An editorial assessment is the first overview of your manuscript by a professional editor. They will read through the entire manuscript and provide thoughtful, in-depth feedback about your plot, characters, structure, consistency, and style. Do you have a plot hole? They’ll point it out and offer suggestions to fix it. Do your characters all blend into one? They’ll help you craft distinct personalities for each of them. They will discuss your book’s strengths and weaknesses and parts that need to be extended or cut. They will also provide you with a revision strategy to best help you with your work. This is the chance to fix the bigger problems before diving into the language of the manuscript.
This assessment will often lead to much better characterization, structure, and themes in your manuscript. If you’ve previously self-published your book and it’s not doing very well, an editorial assessment can help address those critical issues and lead to revisions that make your book soar.
You may be asking why not just go to a content editor directly. Why the extra step? Well, the truth is that some manuscripts just aren’t ready for developmental editing, which rests at a line-by-line level rather than the big picture. This is where the big parts of the manuscript will change—major plot points, adding or reducing characters, and major revisions to make your theme stand out. For these things, it’s much more effective (and cheaper) to go with an assessment.
What an editorial assessment looks for:
What is the premise of the book? Is that idea clear?
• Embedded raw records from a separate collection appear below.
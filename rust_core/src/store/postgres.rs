//! PostgreSQL mapping store.
//!
//! One row per `(source_system, source_name)` in `name_mappings`. The
//! verified-record rule is enforced inside the upsert statement itself, so
//! concurrent writers cannot race a confirmation.

use super::MappingStore;
use crate::db::retry::{execute_with_retry, RetryPolicy};
use crate::error::StoreError;
use crate::models::{
    CanonicalId, MappingKey, MappingRecord, MappingStats, MatchStrategy, SourceStats, UpsertOutcome,
};
use async_trait::async_trait;
use sqlx::postgres::PgRow;
use sqlx::{PgPool, Row};
use std::collections::BTreeMap;
use tracing::{debug, info};

const SCHEMA: &[&str] = &[
    r#"
    CREATE TABLE IF NOT EXISTS name_mappings (
        source_system  TEXT NOT NULL,
        source_name    TEXT NOT NULL,
        canonical_id   BIGINT NOT NULL,
        confidence     DOUBLE PRECISION NOT NULL,
        strategy       TEXT NOT NULL,
        verified       BOOLEAN NOT NULL DEFAULT FALSE,
        verified_by    TEXT,
        verified_at    TIMESTAMPTZ,
        usage_count    BIGINT NOT NULL DEFAULT 0,
        last_used_at   TIMESTAMPTZ,
        created_at     TIMESTAMPTZ NOT NULL DEFAULT NOW(),
        updated_at     TIMESTAMPTZ NOT NULL DEFAULT NOW(),
        PRIMARY KEY (source_system, source_name)
    )
    "#,
    "CREATE INDEX IF NOT EXISTS idx_name_mappings_canonical ON name_mappings (canonical_id)",
    "CREATE INDEX IF NOT EXISTS idx_name_mappings_unverified \
     ON name_mappings (source_system, confidence) WHERE verified = FALSE",
];

const COLUMNS: &str = "source_system, source_name, canonical_id, confidence, strategy, verified, \
     verified_by, verified_at, usage_count, last_used_at, created_at, updated_at";

pub struct PgMappingStore {
    pool: PgPool,
    retry: RetryPolicy,
}

impl PgMappingStore {
    pub fn new(pool: PgPool) -> Self {
        Self {
            pool,
            retry: RetryPolicy::default(),
        }
    }

    /// Create the `name_mappings` table and its indexes if missing.
    pub async fn ensure_schema(&self) -> Result<(), StoreError> {
        for statement in SCHEMA {
            sqlx::query(statement).execute(&self.pool).await?;
        }
        info!("name_mappings schema ready");
        Ok(())
    }
}

fn record_from_row(row: &PgRow) -> Result<MappingRecord, StoreError> {
    let strategy: String = row.try_get("strategy")?;
    let strategy = strategy
        .parse::<MatchStrategy>()
        .map_err(StoreError::Serialization)?;
    Ok(MappingRecord {
        source_system: row.try_get("source_system")?,
        source_name: row.try_get("source_name")?,
        canonical_id: row.try_get("canonical_id")?,
        confidence: row.try_get("confidence")?,
        strategy,
        verified: row.try_get("verified")?,
        verified_by: row.try_get("verified_by")?,
        verified_at: row.try_get("verified_at")?,
        usage_count: row.try_get("usage_count")?,
        last_used_at: row.try_get("last_used_at")?,
        created_at: row.try_get("created_at")?,
        updated_at: row.try_get("updated_at")?,
    })
}

#[async_trait]
impl MappingStore for PgMappingStore {
    async fn lookup(&self, key: &MappingKey) -> Result<Option<MappingRecord>, StoreError> {
        let sql = format!(
            "UPDATE name_mappings \
             SET usage_count = usage_count + 1, last_used_at = NOW() \
             WHERE source_system = $1 AND source_name = $2 \
             RETURNING {}",
            COLUMNS
        );
        let sql = sql.as_str();
        let row = execute_with_retry(
            || async move {
                sqlx::query(sql)
                    .bind(&key.source_system)
                    .bind(&key.source_name)
                    .fetch_optional(&self.pool)
                    .await
                    .map_err(StoreError::from)
            },
            self.retry,
            "lookup",
        )
        .await?;
        row.as_ref().map(record_from_row).transpose()
    }

    async fn upsert(
        &self,
        key: &MappingKey,
        canonical_id: CanonicalId,
        confidence: f64,
        strategy: MatchStrategy,
    ) -> Result<UpsertOutcome, StoreError> {
        // xmax = 0 only for freshly inserted tuples
        let sql = "INSERT INTO name_mappings \
                   (source_system, source_name, canonical_id, confidence, strategy) \
                   VALUES ($1, $2, $3, $4, $5) \
                   ON CONFLICT (source_system, source_name) DO UPDATE SET \
                       canonical_id = EXCLUDED.canonical_id, \
                       confidence = EXCLUDED.confidence, \
                       strategy = EXCLUDED.strategy, \
                       updated_at = NOW() \
                   WHERE name_mappings.verified = FALSE \
                   RETURNING (xmax = 0) AS inserted";
        let confidence = confidence.clamp(0.0, 100.0);
        let row = execute_with_retry(
            || async move {
                sqlx::query(sql)
                    .bind(&key.source_system)
                    .bind(&key.source_name)
                    .bind(canonical_id)
                    .bind(confidence)
                    .bind(strategy.as_str())
                    .fetch_optional(&self.pool)
                    .await
                    .map_err(StoreError::from)
            },
            self.retry,
            "upsert",
        )
        .await?;

        let outcome = match row {
            None => UpsertOutcome::SkippedVerified,
            Some(row) if row.try_get::<bool, _>("inserted")? => UpsertOutcome::Inserted,
            Some(_) => UpsertOutcome::Updated,
        };
        debug!(
            "Upsert {}/{} -> {}: {:?}",
            key.source_system, key.source_name, canonical_id, outcome
        );
        Ok(outcome)
    }

    async fn confirm(
        &self,
        key: &MappingKey,
        canonical_id: CanonicalId,
        actor: &str,
    ) -> Result<MappingRecord, StoreError> {
        let sql = format!(
            "INSERT INTO name_mappings \
             (source_system, source_name, canonical_id, confidence, strategy, \
              verified, verified_by, verified_at) \
             VALUES ($1, $2, $3, $4, $5, TRUE, $6, NOW()) \
             ON CONFLICT (source_system, source_name) DO UPDATE SET \
                 canonical_id = EXCLUDED.canonical_id, \
                 confidence = EXCLUDED.confidence, \
                 strategy = EXCLUDED.strategy, \
                 verified = TRUE, \
                 verified_by = EXCLUDED.verified_by, \
                 verified_at = EXCLUDED.verified_at, \
                 updated_at = NOW() \
             RETURNING {}",
            COLUMNS
        );
        let sql = sql.as_str();
        let row = execute_with_retry(
            || async move {
                sqlx::query(sql)
                    .bind(&key.source_system)
                    .bind(&key.source_name)
                    .bind(canonical_id)
                    .bind(crate::models::VERIFIED_CONFIDENCE)
                    .bind(MatchStrategy::Manual.as_str())
                    .bind(actor)
                    .fetch_one(&self.pool)
                    .await
                    .map_err(StoreError::from)
            },
            self.retry,
            "confirm",
        )
        .await?;
        record_from_row(&row)
    }

    async fn stats(&self) -> Result<MappingStats, StoreError> {
        let sql = "SELECT source_system, \
                          COUNT(*) AS total, \
                          COUNT(*) FILTER (WHERE verified) AS verified \
                   FROM name_mappings GROUP BY source_system";
        let rows = execute_with_retry(
            || async move {
                sqlx::query(sql)
                    .fetch_all(&self.pool)
                    .await
                    .map_err(StoreError::from)
            },
            self.retry,
            "stats",
        )
        .await?;

        let mut by_source = BTreeMap::new();
        for row in rows {
            let total: i64 = row.try_get("total")?;
            let verified: i64 = row.try_get("verified")?;
            by_source.insert(
                row.try_get::<String, _>("source_system")?,
                SourceStats {
                    total: total.max(0) as u64,
                    verified: verified.max(0) as u64,
                },
            );
        }
        Ok(MappingStats::from_sources(by_source))
    }

    async fn list_unverified(
        &self,
        source_system: Option<&str>,
        limit: usize,
    ) -> Result<Vec<MappingRecord>, StoreError> {
        let sql = format!(
            "SELECT {} FROM name_mappings \
             WHERE verified = FALSE AND ($1::TEXT IS NULL OR source_system = $1) \
             ORDER BY confidence ASC, source_name ASC \
             LIMIT $2",
            COLUMNS
        );
        let sql = sql.as_str();
        let limit = i64::try_from(limit).unwrap_or(i64::MAX);
        let rows = execute_with_retry(
            || async move {
                sqlx::query(sql)
                    .bind(source_system)
                    .bind(limit)
                    .fetch_all(&self.pool)
                    .await
                    .map_err(StoreError::from)
            },
            self.retry,
            "list_unverified",
        )
        .await?;
        rows.iter().map(record_from_row).collect()
    }

    fn backend_name(&self) -> &str {
        "postgres"
    }
}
What is the main conflict of the story? How is it portrayed? Does it make sense? Do the antagonist and protagonist each have reasons to be part of the story? What are the side conflicts?
Are there any plot holes? How can they be fixed?
Is the setting/are the settings realistic? Are they vivid?
Is the worldbuilding well done, or are there parts that need a bit more explanation?
Are there any scenes that cause confusion or that need elaboration?
Are the scenes written in the right order?
Are there any scenes that are unneeded?
Is the book the correct length based on industry standards?
Does your book invoke the correct emotional cues? Are there enough emotional cues?
The beginning—strong or not? Is it the right place to start the book?
Are you using the right point of view? Is it the right tense?
What is the market/target audience for your book?
How is the pacing? Is it too fast, too slow?
Are your characters realistic? Do their actions make sense, whether logically or emotionally? Are they unique?
These are only a few questions that the editor will address in their assessment. And, as mentioned above, an editorial assessment is a lot cheaper than line-be-line developmental editing. You’ll encounter a range of prices on places like Fiverr and Reedsy but expect that you’ll pay around $10-12 USD per 1000 words for an average assessment. In Canada, that would be around $14 per 1000 words.
Expect a lengthy letter in return. Depending on the length of your manuscript, you should receive quite a bit of feedback from your editor, and typically, they’ll allow phone or video calls to discuss that feedback, to brainstorm revisions, address your questions or concerns, and strategize how to get to your publishing goal.